Deloitte research on workplace trust found that belonging is one of the two greatest needs in modern organizations and that working remotely for long stretches can produce alienation. The design problem is to enable distributed work while preserving belonging.
Designing Moments of Connection on Purpose
Natasha's framing of "moments of connection" is precise. They are not random; they are designed. Onboarding rituals, peer mentoring, project-launch rhythms, and internal-recognition cadences. Each is a designed moment that produces a piece of the felt sense of belonging.
The infrastructure has to support the moments. Team-building rituals done well produce connection. Employee engagement programs done well are the cumulative effect of designed moments rather than one-off events.
What Are the Most Underrated Moments of Connection?
The first 1:1 with a new manager. The post-project retrospective. The peer-recognition shoutout. The exit conversation that captures real learning. None of those is dramatic. All of them are unevenly applied across companies.
How Do You Tell If Belonging Is Working in a Distributed Team?
Survey questions specifically about belonging. Retention by demographic. Internal mobility data. Qualitative comments on engagement surveys. Companies that measure only top-line engagement miss belonging because the question is too narrow.
Supporting People of All Backgrounds in Career Ambition
Natasha's commitment to building programs that support people of all backgrounds in achieving career ambitions shows up in the structural work. Documented career ladders. Sponsorship goals tied to manager performance. Training cohorts that include peer coaching across demographic lines.
The structural work compounds. Talent management done well produces advancement that mirrors the workforce. Done badly, it produces representation at hire that decays through differential attrition.
What Actually Works for People-First Tech Consulting
Build Predictable Connection Rituals
Predictable rituals beat heroic events. Quarterly all-hands with consistent agendas. Monthly peer-mentoring sessions. Weekly stand-ups that include recognition. The cumulative weight of small consistent rituals beats the occasional offsite.
Train Managers on Distributed Leadership
Managers running distributed teams need different skills than managers running collocated teams. The training has to acknowledge the difference. The companies that train explicitly produce different outcomes than the ones that import office-based training.
Use Anonymous Channels for Distributed Reporting
Distributed workforces make it harder to surface issues. Anonymous reporting matters more, not less, in this context.

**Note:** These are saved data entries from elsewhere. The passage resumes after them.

#[cfg(test)]
mod tests {
    use super::*;
    use crate::{
        presence::CameraSource,
        types::{FaceObservation, Frame, Keypoint, KeypointFrame, LEFT_HIP, RIGHT_HIP},
    };
    use std::{
        collections::VecDeque,
        sync::Mutex,
        time::Instant,
    };

    #[derive(Default)]
    struct Recorder {
        falls: Mutex<Vec<String>>,
        wakes: Mutex<Vec<Option<String>>>,
    }

    impl Notifier for Recorder {
        fn send_fall_alert(&self, location: &str, _confidence: Option<f32>) {
            self.falls.lock().unwrap().push(location.to_string());
        }

        fn send_wake_alert(&self, command: Option<&str>) {
            self.wakes.lock().unwrap().push(command.map(str::to_string));
        }
    }

    struct Transcript(Arc<Mutex<Vec<String>>>);

    impl Speaker for Transcript {
        fn say(&mut self, text: &str) {
            self.0.lock().unwrap().push(text.to_string());
        }
    }

    struct Silence;

    impl TranscriptSource for Silence {
        fn listen(&mut self, timeout: Duration) -> Result<Option<Vec<String>>, SensorError> {
            std::thread::sleep(timeout.min(Duration::from_millis(20)));
            Ok(None)
        }
    }

    struct Says(Vec<String>);

    impl TranscriptSource for Says {
        fn listen(&mut self, _timeout: Duration) -> Result<Option<Vec<String>>, SensorError> {
            Ok(Some(self.0.clone()))
        }
    }

    struct Standing;

    impl KeypointSource for Standing {
        fn next_frame(&mut self, _timeout: Duration) -> Result<Option<KeypointFrame>, SensorError> {
            std::thread::sleep(Duration::from_millis(20));
            Ok(Some(pose_with_hips(0.4, Instant::now())))
        }
    }

    /// Standing, then a sudden drop that stays down.
    struct Falling {
        frames: VecDeque<KeypointFrame>,
    }

    impl Falling {
        fn new() -> Self {
            let t0 = Instant::now();
            let mut frames = VecDeque::new();
            frames.push_back(pose_with_hips(0.3, t0));
            for i in 0..40u64 {
                let at = t0 + Duration::from_millis(50 + i * 33);
                frames.push_back(pose_with_hips(0.85, at));
            }
            Self { frames }
        }
    }

    impl KeypointSource for Falling {
        fn next_frame(&mut self, _timeout: Duration) -> Result<Option<KeypointFrame>, SensorError> {
            Ok(self.frames.pop_front())
        }
    }

    fn pose_with_hips(hip_y: f32, at: Instant) -> KeypointFrame {
        let mut landmarks = vec![Keypoint::new(0.5, 0.2); 33];
        landmarks[LEFT_HIP] = Keypoint::new(0.45, hip_y);
        landmarks[RIGHT_HIP] = Keypoint::new(0.55, hip_y);
        KeypointFrame::new(landmarks, at)
    }

    struct StillCamera;

    impl CameraSource for StillCamera {
        fn next_frame(&mut self) -> Result<Option<Frame>, SensorError> {
            std::thread::sleep(Duration::from_millis(10));
            Ok(Some(Frame::new(vec![0; 4 * 4 * 4], 4, 4)))
        }
    }

    struct Hand(bool);

    impl HandPresence for Hand {
        fn check(&mut self, _frame: &Frame) -> anyhow::Result<bool> {
            Ok(self.0)
        }
    }

    struct NoFace;

    impl FacePresence for NoFace {
        fn check(&mut self, _frame: &Frame) -> anyhow::Result<FaceObservation> {
            Ok(FaceObservation::none())
        }
    }

    #[derive(Default)]
    struct Suite {
        wake_words: Option<Vec<String>>,
        falls: bool,
        keypoints_missing: bool,
        camera_missing: bool,
        hand_moves: bool,
        command: Option<String>,
    }

    impl SensorSuite for Suite {
        fn keypoints(&mut self) -> Result<Box<dyn KeypointSource>, SensorError> {
            if self.keypoints_missing {
                return Err(SensorError::unavailable("pose", "helper not found"));
            }
            if self.falls {
                Ok(Box::new(Falling::new()))
            } else {
                Ok(Box::new(Standing))
            }
        }

        fn transcripts(&mut self) -> Result<Box<dyn TranscriptSource>, SensorError> {
            match &self.wake_words {
                Some(words) => Ok(Box::new(Says(words.clone()))),
                None => Ok(Box::new(Silence)),
            }
        }

        fn camera(&mut self) -> CameraOpener {
            if self.camera_missing {
                Box::new(|| Err(SensorError::unavailable("camera", "no device")))
            } else {
                Box::new(|| Ok(Box::new(StillCamera) as Box<dyn CameraSource>))
            }
        }

        fn hand_presence(&mut self) -> Result<Box<dyn HandPresence>, SensorError> {
            Ok(Box::new(Hand(self.hand_moves)))
        }

        fn face_presence(&mut self) -> Result<Box<dyn FacePresence>, SensorError> {
            Ok(Box::new(NoFace))
        }

        fn listen_for_command(&mut self) -> Result<Option<String>, SensorError> {
            Ok(self.command.clone())
        }
    }

    fn orchestrator(
        suite: Suite,
    ) -> (Orchestrator<Suite>, Arc<Recorder>, Arc<Mutex<Vec<String>>>) {
        let recorder = Arc::new(Recorder::default());
        let said = Arc::new(Mutex::new(Vec::new()));
        let settings = OrchestratorSettings {
            presence: PresenceOptions {
                window: Duration::from_millis(400),
                ..PresenceOptions::default()
            },
            race_grace: Duration::from_millis(300),
            idle_backoff: Duration::from_millis(10),
            location: "Kitchen".to_string(),
            ..OrchestratorSettings::default()
        };
        let orchestrator = Orchestrator::new(
            suite,
            recorder.clone(),
            Box::new(Transcript(said.clone())),
            settings,
        );
        (orchestrator, recorder, said)
    }

    #[test]
    fn wake_episode_forwards_command() {
        let (mut orch, recorder, said) = orchestrator(Suite {
            wake_words: Some(vec!["hey cam".to_string()]),
            command: Some("call my daughter".to_string()),
            ..Suite::default()
        });

        let outcome = orch.run_episode();
        assert_eq!(
            outcome,
            EpisodeOutcome::WakeHandled {
                command: Some("call my daughter".to_string())
            }
        );
        assert_eq!(
            *recorder.wakes.lock().unwrap(),
            vec![Some("call my daughter".to_string())]
        );
        assert!(recorder.falls.lock().unwrap().is_empty());
        assert_eq!(*said.lock().unwrap(), vec![WAKE_ACK.to_string()]);
    }

    #[test]
    fn responsive_person_is_not_escalated() {
        let (mut orch, recorder, said) = orchestrator(Suite {
            falls: true,
            hand_moves: true,
            ..Suite::default()
        });

        match orch.run_episode() {
            EpisodeOutcome::Responsive(result) => assert!(result.saw_hand),
            other => panic!("unexpected outcome {other:?}"),
        }
        assert!(recorder.falls.lock().unwrap().is_empty());
        assert_eq!(
            *said.lock().unwrap(),
            vec![FALL_PROMPT.to_string(), RESPONSIVE_REPLY.to_string()]
        );
    }

    #[test]
    fn unresponsive_person_is_escalated() {
        let (mut orch, recorder, said) = orchestrator(Suite {
            falls: true,
            ..Suite::default()
        });

        match orch.run_episode() {
            EpisodeOutcome::Escalated(Some(result)) => {
                assert!(!result.saw_hand);
                assert!(!result.saw_face);
            }
            other => panic!("unexpected outcome {other:?}"),
        }
        assert_eq!(*recorder.falls.lock().unwrap(), vec!["Kitchen".to_string()]);
        assert_eq!(said.lock().unwrap().last().unwrap(), ESCALATION_NOTICE);
    }

    #[test]
    fn missing_probe_camera_escalates() {
        let (mut orch, recorder, _said) = orchestrator(Suite {
            falls: true,
            camera_missing: true,
            hand_moves: true,
            ..Suite::default()
        });

        assert_eq!(orch.run_episode(), EpisodeOutcome::Escalated(None));
        assert_eq!(recorder.falls.lock().unwrap().len(), 1);
    }

    #[test]
    fn wake_still_works_without_pose() {
        let (mut orch, _recorder, _said) = orchestrator(Suite {
            keypoints_missing: true,
            wake_words: Some(vec!["hi cam".to_string()]),
            ..Suite::default()
        });
        assert_eq!(
            orch.run_episode(),
            EpisodeOutcome::WakeHandled { command: None }
        );
    }

    /// Stops the loop from inside the first episode.
    struct StopsAfterFirst {
        stop: StopSignal,
        wakes: Mutex<usize>,
    }

    impl Notifier for StopsAfterFirst {
        fn send_fall_alert(&self, _location: &str, _confidence: Option<f32>) {}

        fn send_wake_alert(&self, _command: Option<&str>) {
            *self.wakes.lock().unwrap() += 1;
            self.stop.stop();
        }
    }

    #[test]
    fn run_loop_checks_stop_between_episodes() {
        let stop = StopSignal::new();
        let notifier = Arc::new(StopsAfterFirst {
            stop: stop.clone(),
            wakes: Mutex::new(0),
        });
        let said = Arc::new(Mutex::new(Vec::new()));
        let mut orch = Orchestrator::new(
            Suite {
                wake_words: Some(vec!["hey cam".to_string()]),
                ..Suite::default()
            },
            notifier.clone(),
            Box::new(Transcript(said.clone())),
            OrchestratorSettings::default(),
        );

        orch.run(&stop);
        assert_eq!(*notifier.wakes.lock().unwrap(), 1);
        assert_eq!(*said.lock().unwrap(), vec![WAKE_ACK.to_string()]);
    }

    #[test]
    fn run_loop_does_not_start_once_stopped() {
        let (mut orch, recorder, _said) = orchestrator(Suite {
            wake_words: Some(vec!["hey cam".to_string()]),
            ..Suite::default()
        });
        let stop = StopSignal::new();
        stop.stop();
        orch.run(&stop);
        assert!(recorder.wakes.lock().unwrap().is_empty());
    }

    #[test]
    fn no_sensors_means_no_trigger() {
        struct Deaf;
        impl SensorSuite for Deaf {
            fn keypoints(&mut self) -> Result<Box<dyn KeypointSource>, SensorError> {
                Err(SensorError::unavailable("pose", "missing"))
            }
            fn transcripts(&mut self) -> Result<Box<dyn TranscriptSource>, SensorError> {
                Err(SensorError::unavailable("microphone", "missing"))
            }
            fn camera(&mut self) -> CameraOpener {
                Box::new(|| Err(SensorError::unavailable("camera", "missing")))
            }
            fn hand_presence(&mut self) -> Result<Box<dyn HandPresence>, SensorError> {
                Ok(Box::new(Hand(false)))
            }
            fn face_presence(&mut self) -> Result<Box<dyn FacePresence>, SensorError> {
                Ok(Box::new(NoFace))
            }
            fn listen_for_command(&mut self) -> Result<Option<String>, SensorError> {
                Ok(None)
            }
        }

        let mut orch = Orchestrator::new(
            Deaf,
            Arc::new(Recorder::default()),
            Box::new(Transcript(Arc::default())),
            OrchestratorSettings::default(),
        );
        assert_eq!(orch.run_episode(), EpisodeOutcome::NoTrigger);
    }
}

Where Employee Relations Fits
ER is the function that catches the failures distributed culture cannot prevent. A purpose-built case management platform handles the cases without forcing the team to choose between speed and care.
How AI Helps Distributed People Functions
Vera, the AllVoices AI co-pilot, drafts case responses, summarizes histories, and surfaces patterns. The judgment stays with the ER specialist. The drudge work moves to the AI.
Frequently Asked Questions About People-First Culture
How do you build culture in a distributed workforce?
Through deliberate ritual design. Onboarding, recognition, retrospectives, and exits all matter more in distributed work because the informal connections of office life are missing.
What kills culture fastest in a tech consulting company?
Project pressure overriding people priorities. Burnout produced by uneven workload. Promotion patterns that do not reflect the workforce.
Should consulting firms have ERGs?
Yes, with adaptation for the distributed context. Virtual ERGs work; they require explicit design and consistent funding.
How do you measure people-first commitment without it sounding performative?
Use outcome metrics: retention, internal mobility, career advancement, ER pattern data. The metrics tell the story; the announcements do not.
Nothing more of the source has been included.